=== Section Start ===

//! Decoder for upstream `text/event-stream` bodies.
//!
//! Yields the `data:` payload of each complete event. Multi-line data
//! fields are joined with `\n`; events that carry no data are skipped. A
//! partial event left over at EOF is a decode error, never silently dropped.

use bytes::{Buf, Bytes, BytesMut};
use futures::{Stream, StreamExt};
use relay_core::ChatError;

use crate::error::map_reqwest_err;

pub(crate) fn response_events(
    resp: reqwest::Response,
) -> impl Stream<Item = Result<String, ChatError>> + Send + 'static {
    decode_events(resp.bytes_stream().map(|r| r.map_err(map_reqwest_err)))
}

pub fn decode_events<S>(chunks: S) -> impl Stream<Item = Result<String, ChatError>> + Send + 'static
where
    S: Stream<Item = Result<Bytes, ChatError>> + Send + 'static,
{
    async_stream::stream! {
        let mut chunks = Box::pin(chunks);
        let mut buf = BytesMut::new();
        'outer: loop {
            let Some(chunk) = chunks.next().await else {
                if buf.iter().any(|b| !b.is_ascii_whitespace()) {
                    yield Err(ChatError::Decode("truncated event at end of stream".into()));
                }
                break;
            };
            match chunk {
                Ok(b) => {
                    buf.extend_from_slice(&b);
                    while let Some((pos, sep)) = find_event_boundary(&buf) {
                        let ev = buf.split_to(pos).freeze();
                        buf.advance(sep);
                        match event_data(&ev) {
                            Ok(Some(data)) => { yield Ok(data); }
                            Ok(None) => {}
                            Err(e) => { yield Err(e); break 'outer; }
                        }
                    }
                }
                Err(e) => { yield Err(e); break 'outer; }
            }
        }
    }
}

/// Position and length of the first blank-line separator.
fn find_event_boundary(buf: &[u8]) -> Option<(usize, usize)> {
    let crlf = twoway::find_bytes(buf, b"\r\n\r\n").map(|p| (p, 4));
    let lf = twoway::find_bytes(buf, b"\n\n").map(|p| (p, 2));
    match (crlf, lf) {
        (Some(a), Some(b)) => Some(if a.0 <= b.0 { a } else { b }),
        (a, b) => a.or(b),
    }
}

fn event_data(ev: &Bytes) -> Result<Option<String>, ChatError> {
    let s = std::str::from_utf8(ev).map_err(|e| ChatError::Decode(e.to_string()))?;
    let mut data_lines = Vec::new();
    for line in s.lines() {
        if let Some(rest) = line.strip_prefix("data:") {
            data_lines.push(rest.strip_prefix(' ').unwrap_or(rest));
        }
    }
    if data_lines.is_empty() {
        return Ok(None);
    }
    Ok(Some(data_lines.join("\n")))
}

#[cfg(test)]
mod tests {
    use super::*;
    use futures::stream;

    async fn collect(chunks: Vec<&'static str>) -> Vec<Result<String, ChatError>> {
        let s = stream::iter(
            chunks
                .into_iter()
                .map(|c| Ok(Bytes::from_static(c.as_bytes()))),
        );
        decode_events(s).collect().await
    }

    #[tokio::test]
    async fn reassembles_events_split_across_chunks() {
        let out = collect(vec!["data: {\"a\"", ":1}\n", "\ndata: two\n\n"]).await;
        assert_eq!(out, vec![Ok("{\"a\":1}".to_string()), Ok("two".to_string())]);
    }

    #[tokio::test]
    async fn handles_crlf_and_skips_dataless_events() {
        let out = collect(vec![": keepalive\r\n\r\nevent: ping\r\n\r\ndata: x\r\n\r\n"]).await;
        assert_eq!(out, vec![Ok("x".to_string())]);
    }

    #[tokio::test]
    async fn joins_multiline_data_and_reports_trailing_partial() {
        let out = collect(vec!["data: a\ndata: b\n\ndata: never finished"]).await;
        assert_eq!(
            out,
            vec![
                Ok("a\nb".to_string()),
                Err(ChatError::Decode("truncated event at end of stream".into())),
            ]
        );
    }

    #[tokio::test]
    async fn trailing_whitespace_at_eof_is_fine() {
        let out = collect(vec!["data: a\n\n", "\r\n"]).await;
        assert_eq!(out, vec![Ok("a".to_string())]);
    }

    #[tokio::test]
    async fn transport_error_ends_the_stream() {
        let s = stream::iter(vec![
            Ok(Bytes::from_static(b"data: one\n\n")),
            Err(ChatError::Network("reset".into())),
            Ok(Bytes::from_static(b"data: two\n\n")),
        ]);
        let out: Vec<_> = decode_events(s).collect().await;
        assert_eq!(
            out,
            vec![Ok("one".to_string()), Err(ChatError::Network("reset".into()))]
        );
    }

    #[tokio::test]
    async fn invalid_utf8_is_a_decode_error() {
        let s = stream::iter(vec![Ok(Bytes::from_static(b"data: \xff\xfe\n\n"))]);
        let out: Vec<_> = decode_events(s).collect().await;
        assert!(matches!(out.as_slice(), [Err(ChatError::Decode(_))]));
    }
}
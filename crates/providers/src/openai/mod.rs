pub mod client;
pub mod config;

pub use client::OpenAiClient;
pub use config::OpenAiConfig;
use std::{fmt, str::FromStr};

use crate::ChatError;

/// Upstream backend selected per request.
#[derive(Clone, Copy, Debug, PartialEq, Eq, Hash)]
pub enum ProviderKind {
    OpenAi,
    Gemini,
}

impl ProviderKind {
    pub const ALL: [ProviderKind; 2] = [ProviderKind::OpenAi, ProviderKind::Gemini];

    pub fn as_str(&self) -> &'static str {
        match self {
            ProviderKind::OpenAi => "openai",
            ProviderKind::Gemini => "gemini",
        }
    }
}

impl fmt::Display for ProviderKind {
    fn fmt(&self, f: &mut fmt::Formatter<'_>) -> fmt::Result {
        f.write_str(self.as_str())
    }
}

impl FromStr for ProviderKind {
    type Err = ChatError;

    fn from_str(s: &str) -> Result<Self, Self::Err> {
        match s.trim().to_ascii_lowercase().as_str() {
            "openai" => Ok(ProviderKind::OpenAi),
            "gemini" => Ok(ProviderKind::Gemini),
            _ => Err(ChatError::UnknownProvider(format!(
                "'{s}' is not a recognized provider"
            ))),
        }
    }
}
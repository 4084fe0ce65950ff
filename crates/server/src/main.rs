use std::sync::Arc;

use anyhow::{Context, Result};
use chatrelay_server::{logging, router, ChatProxy, ServerConfig};
use providers::config::{process_env, FileConfig, Lookup};
use providers::ProviderRegistry;
use tokio::net::TcpListener;
use tracing::info;

#[tokio::main]
async fn main() -> Result<()> {
    let lookup: Lookup<'_> = &process_env;
    let _log_guard = logging::init(lookup)?;

    let file = FileConfig::load(lookup)?;
    let cfg = ServerConfig::from_env_and_file(&file.server, lookup)?;
    let registry = ProviderRegistry::from_config(&file, lookup)?;
    info!(
        "providers: {:?}, max streams {}, idle timeout {:?}",
        registry.kinds(),
        cfg.max_concurrent_streams,
        cfg.stream_idle_timeout
    );

    let proxy = Arc::new(ChatProxy::new(
        registry,
        cfg.max_concurrent_streams,
        cfg.stream_idle_timeout,
    ));
    let app = router(proxy, cfg.static_dir.as_deref());

    let listener = TcpListener::bind(cfg.addr())
        .await
        .with_context(|| format!("binding {}", cfg.addr()))?;
    info!("chatrelay listening on http://{}", listener.local_addr()?);
    if let Some(dir) = &cfg.static_dir {
        info!("serving static files from {}", dir.display());
    }

    axum::serve(listener, app)
        .with_graceful_shutdown(shutdown_signal())
        .await?;
    info!("chatrelay stopped");
    Ok(())
}

async fn shutdown_signal() {
    let ctrl_c = async {
        if let Err(e) = tokio::signal::ctrl_c().await {
            tracing::error!("ctrl-c handler failed: {}", e);
            std::future::pending::<()>().await;
        }
    };

    #[cfg(unix)]
    let terminate = async {
        match tokio::signal::unix::signal(tokio::signal::unix::SignalKind::terminate()) {
            Ok(mut sig) => {
                sig.recv().await;
            }
            Err(e) => {
                tracing::error!("SIGTERM handler failed: {}", e);
                std::future::pending::<()>().await;
            }
        }
    };

    #[cfg(not(unix))]
    let terminate = std::future::pending::<()>();

    tokio::select! {
        _ = ctrl_c => {},
        _ = terminate => {},
    }
    info!("shutdown signal received");
}
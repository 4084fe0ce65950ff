pub mod config;
pub mod error;
pub mod gemini;
pub mod openai;
pub mod registry;
pub mod sse;

pub use registry::ProviderRegistry;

=== Section End ===

REQUIRED ACTION: Find the number of lines in the material above that contain the word "futures"; write that number and nothing else.

EXPECTED ANSWER: 2